Frank Busch (born February 4, 1951) is a national team and Olympic swimming coach from the United States.  He was a coach for the USA Olympic teams in 2004 and 2008.

Biography
Busch was born in Cincinnati, Ohio, on February 4, 1951. He graduated from Covington Catholic High School in 1969.

Busch began his coaching career at age 16 in Edgewood, Kentucky. After seven years in summer league coaching at Brookwood Swim Club and four years of AAU coaching for the Northern Kentucky Piranhas, he joined the staff of the Cincinnati Marlins for the 1979–80 season as the Associate Head Coach. The Marlins won the National Team Championship that season and placed six swimmers on the 1980 United States Olympic Team.

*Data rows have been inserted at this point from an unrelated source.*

impl DevicePass {
    pub fn new(node: NodeId) -> Self {
        Self {
            node,
            layout: PassLayoutInfo::default(),
            render_pass: None,
            render_pass_info: None,
            framebuffer: None,
            framebuffer_info: None,
            framebuffer_extent: (0, 0),
            default_texture: None,
            extent: (0, 0),
            viewport: Viewport::default(),
            has_viewport: false,
            show_statistics: false,
            clear_colors: Vec::new(),
            clear_depth: 1.0,
            clear_stencil: 0,
            queues: Vec::new(),
        }
    }

    /// Bring the pass up to date with its node for this frame.
    ///
    /// Resolves the layout and every attachment, then rebuilds the render
    /// pass object and framebuffer only where their inputs changed.
    pub fn refresh(
        &mut self,
        ctx: &mut ExecutorContext,
        graph: &FrameGraph,
        node: NodeId,
        pass: &RasterPass,
    ) -> Result<(), ExecutorError> {
        self.node = node;
        self.queues.clear();
        self.viewport = pass.viewport;
        self.has_viewport = pass.has_explicit_viewport();
        self.show_statistics = pass.show_statistics;

        self.apply_layout(ctx, graph.layout(node), pass)?;
        let mut attachments = Self::resolve_attachments(ctx, pass)?;
        self.ensure_default_target(ctx, graph.name(node), pass, &mut attachments)?;

        let device = &*ctx.device;
        if self.render_pass_info.as_ref() != Some(&attachments.info) {
            let render_pass = device.create_render_pass(&attachments.info)?;
            log::debug!(
                "DevicePass: created render pass {:?} for {}",
                render_pass,
                graph.name(node)
            );
            self.render_pass = Some(render_pass);
            self.render_pass_info = Some(attachments.info.clone());
            attachments.changed = true;
        }
        self.extent = attachments.extent.unwrap_or_else(|| ctx.extent());
        self.ensure_framebuffer(device, &attachments, self.extent)?;

        self.clear_colors = attachments.clear_colors;
        self.clear_depth = attachments.clear_depth;
        self.clear_stencil = attachments.clear_stencil;
        Ok(())
    }

    /// Resolve the pass layout and bind its compute views.
    fn apply_layout(
        &mut self,
        ctx: &mut ExecutorContext,
        layout_name: &str,
        pass: &RasterPass,
    ) -> Result<(), ExecutorError> {
        let stage = if layout_name.is_empty() {
            None
        } else {
            let stage = ctx.layout_graph.locate_child(None, layout_name).ok_or_else(|| {
                ExecutorError::LayoutNotFound {
                    parent: "<root>".to_string(),
                    name: layout_name.to_string(),
                }
            })?;
            Some(stage)
        };
        let per_pass = stage.and_then(|stage| {
            ctx.layout_graph
                .descriptor_set(stage, UpdateFrequency::PerPass)
        });
        self.layout = PassLayoutInfo {
            name: layout_name.to_string(),
            stage,
            descriptor_set: per_pass.and_then(|data| data.descriptor_set),
        };

        for (name, views) in &pass.compute_views {
            let (entry, _) =
                ctx.resource_cache
                    .resolve(&*ctx.device, &ctx.resource_graph, name)?;
            let texture = entry
                .texture()
                .ok_or_else(|| ExecutorError::UnsupportedResource {
                    name: name.clone(),
                    kind: "framebuffer",
                })?;
            let sampler = ctx.device.get_sampler(&entry.sampler);
            for view in views {
                let descriptor = ctx
                    .layout_graph
                    .descriptor_id(&view.name)
                    .ok_or_else(|| ExecutorError::UnknownDescriptor(view.name.clone()))?;
                let Some(data) = per_pass else { continue };
                let Some(set) = data.descriptor_set else { continue };
                for binding in data.bindings_of(descriptor) {
                    ctx.device.bind_texture(set, binding, texture);
                    ctx.device.bind_sampler(set, binding, sampler);
                }
            }
        }
        if let Some(set) = self.layout.descriptor_set {
            ctx.device.update_descriptor_set(set);
        }
        Ok(())
    }

    fn resolve_attachments(
        ctx: &mut ExecutorContext,
        pass: &RasterPass,
    ) -> Result<Attachments, ExecutorError> {
        let mut out = Attachments {
            clear_depth: 1.0,
            ..Attachments::default()
        };
        for (name, view) in &pass.raster_views {
            let (entry, outcome) =
                ctx.resource_cache
                    .resolve(&*ctx.device, &ctx.resource_graph, name)?;
            out.changed |= outcome.is_changed();

            match view.attachment {
                AttachmentType::RenderTarget => {
                    if entry.desc.format.is_depth_stencil() {
                        return Err(ExecutorError::InvalidGraph(format!(
                            "depth resource {name} bound as a render target"
                        )));
                    }
                    out.info.colors.push(ColorAttachmentInfo {
                        format: entry.desc.format,
                        sample_count: entry.desc.sample_count,
                        load_op: view.load_op,
                        store_op: view.store_op,
                        barrier: GeneralBarrier::for_attachment(
                            view.load_op,
                            view.store_op,
                            AccessFlags::COLOR_ATTACHMENT_WRITE,
                        ),
                    });
                    out.clear_colors.push(view.clear_color);
                    if !entry.is_backed() {
                        out.colors.extend(entry.texture());
                    }
                    if out.extent.is_none() {
                        out.extent = Some(entry.extent());
                    }
                }
                AttachmentType::DepthStencil => {
                    out.info.depth_stencil = Some(DepthStencilAttachmentInfo {
                        format: entry.desc.format,
                        sample_count: entry.desc.sample_count,
                        depth_load_op: view.load_op,
                        depth_store_op: view.store_op,
                        stencil_load_op: view.load_op,
                        stencil_store_op: view.store_op,
                        barrier: GeneralBarrier::for_attachment(
                            view.load_op,
                            view.store_op,
                            AccessFlags::DEPTH_STENCIL_ATTACHMENT_WRITE,
                        ),
                    });
                    out.clear_depth = view.clear_depth;
                    out.clear_stencil = view.clear_stencil;
                    if !entry.is_backed() {
                        out.depth = entry.texture();
                    }
                }
                AttachmentType::ShadingRate => {}
            }

            if out.swapchain.is_none() {
                out.swapchain = entry.swapchain().copied();
            }
            if out.framebuffer.is_none() {
                out.framebuffer = entry.framebuffer();
            }
        }
        Ok(out)
    }

    /// Give a pass without any color target a texture of its own.
    fn ensure_default_target(
        &mut self,
        ctx: &ExecutorContext,
        name: &str,
        pass: &RasterPass,
        out: &mut Attachments,
    ) -> Result<(), ExecutorError> {
        if out.info.colors.is_empty() {
            out.info.colors.push(ColorAttachmentInfo::default());
            out.clear_colors.push(Color::default());
        }
        if !out.colors.is_empty() || out.swapchain.is_some() || out.framebuffer.is_some() {
            return Ok(());
        }

        let extent = if pass.width == 0 || pass.height == 0 {
            ctx.extent()
        } else {
            (pass.width, pass.height)
        };
        let device = &*ctx.device;
        let texture = match self.default_texture {
            Some(current) if current.extent == extent => current.texture,
            Some(current) => {
                device.resize_texture(current.texture, extent.0, extent.1);
                out.changed = true;
                current.texture
            }
            None => {
                let descriptor = TextureDescriptor::new_2d(
                    extent.0,
                    extent.1,
                    TextureFormat::Rgba8Unorm,
                    TextureUsage::COLOR_ATTACHMENT,
                )
                .with_label(format!("{name}_default"));
                out.changed = true;
                device.create_texture(&descriptor)?
            }
        };
        self.default_texture = Some(DefaultTexture { texture, extent });
        out.colors.push(texture);
        out.extent.get_or_insert(extent);
        Ok(())
    }

    /// Rebuild the owned framebuffer when its attachments or their extent
    /// differ from the last build. Attachments resized in place keep their
    /// ids, so the extent is part of the key.
    fn ensure_framebuffer(
        &mut self,
        device: &dyn GpuDevice,
        out: &Attachments,
        extent: (u32, u32),
    ) -> Result<(), ExecutorError> {
        if let Some(adopted) = out.framebuffer {
            if self.framebuffer != Some(adopted) {
                self.destroy_framebuffer(device);
                self.framebuffer = Some(adopted);
            }
            return Ok(());
        }

        let render_pass = self.render_pass.ok_or_else(|| {
            ExecutorError::InvalidGraph("framebuffer requested before render pass".into())
        })?;
        let info = match out.swapchain {
            Some(target) => FramebufferInfo {
                render_pass,
                color_textures: vec![target.color_texture],
                depth_stencil_texture: target.depth_stencil_texture,
            },
            None => FramebufferInfo {
                render_pass,
                color_textures: out.colors.clone(),
                depth_stencil_texture: out.depth,
            },
        };
        if out.changed
            || self.framebuffer_extent != extent
            || self.framebuffer_info.as_ref() != Some(&info)
        {
            self.destroy_framebuffer(device);
            let framebuffer = device.create_framebuffer(&info)?;
            log::trace!(
                "DevicePass: rebuilt framebuffer {:?} at {}x{}",
                framebuffer,
                extent.0,
                extent.1
            );
            self.framebuffer = Some(framebuffer);
            self.framebuffer_info = Some(info);
            self.framebuffer_extent = extent;
        }
        Ok(())
    }

    /// Destroy the framebuffer if this pass created it.
    fn destroy_framebuffer(&mut self, device: &dyn GpuDevice) {
        if let (Some(framebuffer), Some(_)) = (self.framebuffer, self.framebuffer_info.take()) {
            device.destroy_framebuffer(framebuffer);
        }
        self.framebuffer = None;
    }

    pub fn add_queue(&mut self, queue: usize) {
        self.queues.push(queue);
    }

    pub fn queues(&self) -> &[usize] {
        &self.queues
    }

    pub fn node(&self) -> NodeId {
        self.node
    }

    pub fn layout(&self) -> &PassLayoutInfo {
        &self.layout
    }

    pub fn render_pass(&self) -> Option<RenderPassId> {
        self.render_pass
    }

    pub fn framebuffer(&self) -> Option<FramebufferId> {
        self.framebuffer
    }

    /// Returns true if the framebuffer was created by this pass.
    pub fn owns_framebuffer(&self) -> bool {
        self.framebuffer_info.is_some()
    }

    pub fn default_texture(&self) -> Option<TextureId> {
        self.default_texture.map(|t| t.texture)
    }

    pub fn extent(&self) -> (u32, u32) {
        self.extent
    }

    pub fn frame(&self) -> Result<PassFrame, ExecutorError> {
        let render_pass = self.render_pass.ok_or_else(|| {
            ExecutorError::InvalidGraph("pass recorded before it was refreshed".into())
        })?;
        Ok(PassFrame {
            node: self.node,
            render_pass,
            extent: self.extent,
            has_viewport: self.has_viewport,
        })
    }

    /// Render area of the pass: the explicit viewport if set, else the target.
    pub fn render_area(&self) -> ScissorRect {
        if self.has_viewport {
            let v = &self.viewport;
            ScissorRect::new(v.x as i32, v.y as i32, v.width as u32, v.height as u32)
        } else {
            ScissorRect::from_dimensions(self.extent.0, self.extent.1)
        }
    }

    /// Run every queue's pre-scene tasks.
    pub fn pre_pass(
        &mut self,
        frame: &mut FrameContext<'_>,
        queues: &mut RecyclePool<DeviceQueue>,
    ) -> Result<(), ExecutorError> {
        let pass = self.frame()?;
        for &index in &self.queues {
            queue_mut(queues, index)?.pre_record(frame, &pass)?;
        }
        Ok(())
    }

    /// Record the render pass and every queue inside it.
    pub fn record(
        &mut self,
        frame: &mut FrameContext<'_>,
        queues: &mut RecyclePool<DeviceQueue>,
    ) -> Result<(), ExecutorError> {
        let pass = self.frame()?;
        let framebuffer = self.framebuffer.ok_or_else(|| {
            ExecutorError::InvalidGraph("pass recorded without a framebuffer".into())
        })?;
        let area = self.render_area();
        let device = frame.ctx.device.clone();
        let cmd = device.command_buffer();

        cmd.begin_render_pass(
            pass.render_pass,
            framebuffer,
            area,
            &self.clear_colors,
            self.clear_depth,
            self.clear_stencil,
        );
        if let Some(set) = frame.ctx.global.descriptor_set() {
            cmd.bind_descriptor_set(SetIndex::Global, set, &[]);
        }
        for &index in &self.queues {
            queue_mut(queues, index)?.record(frame, &pass)?;
        }
        if self.show_statistics {
            if let Some(overlay) = frame.ctx.statistics_overlay.clone() {
                overlay.render(pass.render_pass, area, cmd);
            }
        }
        cmd.end_render_pass();
        Ok(())
    }

    /// Drop per-pass submissions and run every queue's post-scene tasks.
    pub fn post_pass(
        &mut self,
        frame: &mut FrameContext<'_>,
        queues: &mut RecyclePool<DeviceQueue>,
    ) -> Result<(), ExecutorError> {
        frame.ctx.submissions.clear_per_pass();
        let pass = self.frame()?;
        for &index in &self.queues {
            queue_mut(queues, index)?.post_record(frame, &pass)?;
        }
        Ok(())
    }

    /// Destroy the device objects this pass owns.
    pub fn release(&mut self, device: &dyn GpuDevice) {
        self.destroy_framebuffer(device);
        if let Some(default) = self.default_texture.take() {
            device.destroy_texture(default.texture);
        }
        self.render_pass = None;
        self.render_pass_info = None;
        self.queues.clear();
    }
}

From 1980 to 1989, Busch coached at the University of Cincinnati. From 1989 to 2011, he served as the swimming head coach for the Arizona Wildcats at the University of Arizona. His swimmers won 49 NCAA individual titles, 31 NCAA relay titles, and 2 NCAA team championships. While at Arizona, he also led Tucson Ford Aquatics (previously Hillenbrand Aquatics) to several national team championships.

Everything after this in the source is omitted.